In this case the Court observed that even if it were assumed that the right of a protected tenant continued to vest in the defendants after the enactment of section 88(1), the enforcement of that right against the plaintiff would have to be treated as an illusion. The Court stated that such observations were not well‑founded. It explained that courts are very reluctant to presume the existence of a right and then declare that right to be illusory, especially where no specific forum for enforcement has been identified. The Court then turned to the legal effect of sub‑paragraph (ii) of the relevant provision and held that its sole consequence is to require that any legal proceeding concerning the right claimed by the defendants be continued and disposed of as if the 1948 Act had never been enacted.
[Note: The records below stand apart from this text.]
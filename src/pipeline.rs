//! Verify → fetch → extract → summarize.
//!
//! Each run is an independent future. The only state shared between runs is
//! the read-only [`SummarizationEngine`], so runs can be spawned freely; dropping
//! a run's future cancels its in-flight requests without touching other runs.

use crate::auth::{self, AuthError, SignatureVerifier};
use crate::config::Config;
use crate::engine::{SummarizationEngine, SummarizationError};
use crate::scraper::{ContentFetcher, FetchError, HttpTransport, ReqwestTransport};
use crate::storage::{NewSummary, StorageError, StoredSummary, SummaryStore};
use crate::summary::ArticleContent;
use std::sync::Arc;
use thiserror::Error;
use tracing::Instrument;

/// Progress of a single run
#[derive(Debug, Clone, Copy, PartialEq, Eq)]
pub enum Stage {
    Unverified,
    Verified,
    Fetched,
    Extracted,
    Summarized,
    Done,
}

impl Stage {
    fn advance(self) -> Stage {
        let next = match self {
            Stage::Unverified => Stage::Verified,
            Stage::Verified => Stage::Fetched,
            Stage::Fetched => Stage::Extracted,
            Stage::Extracted => Stage::Summarized,
            Stage::Summarized | Stage::Done => Stage::Done,
        };
        tracing::debug!(from = ?self, to = ?next, "pipeline stage");
        next
    }
}

#[derive(Error, Debug)]
pub enum PipelineError {
    #[error("signature verification failed: {0}")]
    Auth(#[from] AuthError),
    #[error("invalid signature for wallet {0}")]
    InvalidSignature(String),
    #[error(transparent)]
    Fetch(#[from] FetchError),
    #[error("summarization failed: {0}")]
    Summarization(#[from] SummarizationError),
    #[error("failed to persist summary: {0}")]
    Storage(#[from] StorageError),
    #[error("failed to initialize pipeline: {0}")]
    Setup(String),
}

impl PipelineError {
    /// The last stage reached before the failure
    pub fn stage(&self) -> Stage {
        match self {
            PipelineError::Auth(_) | PipelineError::InvalidSignature(_) | PipelineError::Setup(_) => {
                Stage::Unverified
            }
            PipelineError::Fetch(_) => Stage::Verified,
            PipelineError::Summarization(_) => Stage::Extracted,
            PipelineError::Storage(_) => Stage::Summarized,
        }
    }

    pub fn is_auth_failure(&self) -> bool {
        matches!(self, PipelineError::Auth(_) | PipelineError::InvalidSignature(_))
    }

    /// HTTP status an API layer should answer with
    pub fn status_code(&self) -> u16 {
        match self {
            PipelineError::Auth(_) | PipelineError::InvalidSignature(_) => 401,
            PipelineError::Fetch(e) if e.is_client_error() => 400,
            PipelineError::Fetch(_) => 500,
            PipelineError::Summarization(_) | PipelineError::Storage(_) | PipelineError::Setup(_) => 500,
        }
    }
}

/// Result of a successful run, ready to hand to a [`SummaryStore`]
#[derive(Debug, Clone, PartialEq, Eq)]
pub struct PipelineOutput {
    pub wallet_address: String,
    pub url: String,
    pub title: Option<String>,
    pub original_text: String,
    pub summary_text: String,
}

impl From<PipelineOutput> for NewSummary {
    fn from(output: PipelineOutput) -> Self {
        NewSummary {
            wallet_address: output.wallet_address,
            article_url: output.url,
            original_content: output.original_text,
            summary_content: output.summary_text,
        }
    }
}

pub struct Pipeline<T = ReqwestTransport> {
    verifier: SignatureVerifier,
    fetcher: ContentFetcher<T>,
    engine: Arc<SummarizationEngine>,
}

impl Pipeline<ReqwestTransport> {
    /// Build the network-backed pipeline; backends are chosen here, once
    pub fn from_config(config: &Config) -> Result<Self, PipelineError> {
        let fetcher = ContentFetcher::from_config(&config.fetch)?;
        let engine = SummarizationEngine::from_config(config)
            .map_err(|e| PipelineError::Setup(e.to_string()))?;
        if let Some(provider) = &config.web3.provider_url {
            tracing::debug!(%provider, "web3 provider configured; addresses are checksummed locally");
        }
        Ok(Self::new(SignatureVerifier::new(), fetcher, Arc::new(engine)))
    }
}

impl<T: HttpTransport> Pipeline<T> {
    pub fn new(
        verifier: SignatureVerifier,
        fetcher: ContentFetcher<T>,
        engine: Arc<SummarizationEngine>,
    ) -> Self {
        Self {
            verifier,
            fetcher,
            engine,
        }
    }

    pub fn engine(&self) -> &Arc<SummarizationEngine> {
        &self.engine
    }

    /// The message users sign to authenticate
    pub fn message_to_sign(&self) -> &'static str {
        auth::message_to_sign()
    }

    /// Check the signature only; used when the caller wants extraction without a summary
    pub fn authenticate(&self, wallet_address: &str, signature: &str) -> Result<(), PipelineError> {
        if self.verifier.verify(wallet_address, signature)? {
            Ok(())
        } else {
            tracing::warn!(wallet = wallet_address, "invalid signature");
            Err(PipelineError::InvalidSignature(wallet_address.to_string()))
        }
    }

    /// Authenticate, fetch and extract without summarizing
    pub async fn extract_only(
        &self,
        wallet_address: &str,
        signature: &str,
        url: &str,
    ) -> Result<ArticleContent, PipelineError> {
        self.authenticate(wallet_address, signature)?;
        Ok(self.fetcher.fetch_content(url).await?)
    }

    /// Run every stage for one request
    pub async fn run(
        &self,
        wallet_address: &str,
        signature: &str,
        url: &str,
    ) -> Result<PipelineOutput, PipelineError> {
        let span = tracing::info_span!("pipeline", wallet = wallet_address, url);
        self.run_stages(wallet_address, signature, url)
            .instrument(span)
            .await
    }

    async fn run_stages(
        &self,
        wallet_address: &str,
        signature: &str,
        url: &str,
    ) -> Result<PipelineOutput, PipelineError> {
        tracing::info!("summarize request received");
        let stage = Stage::Unverified;

        self.authenticate(wallet_address, signature)?;
        let stage = stage.advance();

        let content = self.fetcher.fetch_content(url).await?;
        let stage = stage.advance().advance();

        tracing::info!(chars = content.text.chars().count(), "generating summary");
        let summary = self.engine.summarize(&content.text).await?;
        let stage = stage.advance();

        let stage = stage.advance();
        tracing::info!(?stage, "pipeline finished");
        Ok(PipelineOutput {
            wallet_address: wallet_address.to_string(),
            url: url.to_string(),
            title: content.title,
            original_text: content.text,
            summary_text: summary,
        })
    }

    /// Run the pipeline and persist the result; nothing is stored on failure
    pub async fn run_and_store<S>(
        &self,
        store: &S,
        wallet_address: &str,
        signature: &str,
        url: &str,
    ) -> Result<StoredSummary, PipelineError>
    where
        S: SummaryStore + ?Sized,
    {
        let output = self.run(wallet_address, signature, url).await?;
        tracing::info!("storing summary");
        let stored = store.store(output.into()).await?;
        tracing::info!(id = stored.id, "summary created");
        Ok(stored)
    }
}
Applying this principle to the present dispute, the Court inferred that the controversy must be resolved by referring to the provisions of the statute that has been repealed. The Court concluded that the legislature intended the present litigation to be decided under the repealed 1939 statute. It was not contested before the Court that, if the matter is decided under that repealed statute, the only correct outcome is to dismiss the suit and award costs. Consequently, the Court allowed the appeal, set aside the judgments of the lower courts, and dismissed the suit with costs payable throughout to the contesting defendants‑appellants. The appeal was therefore allowed.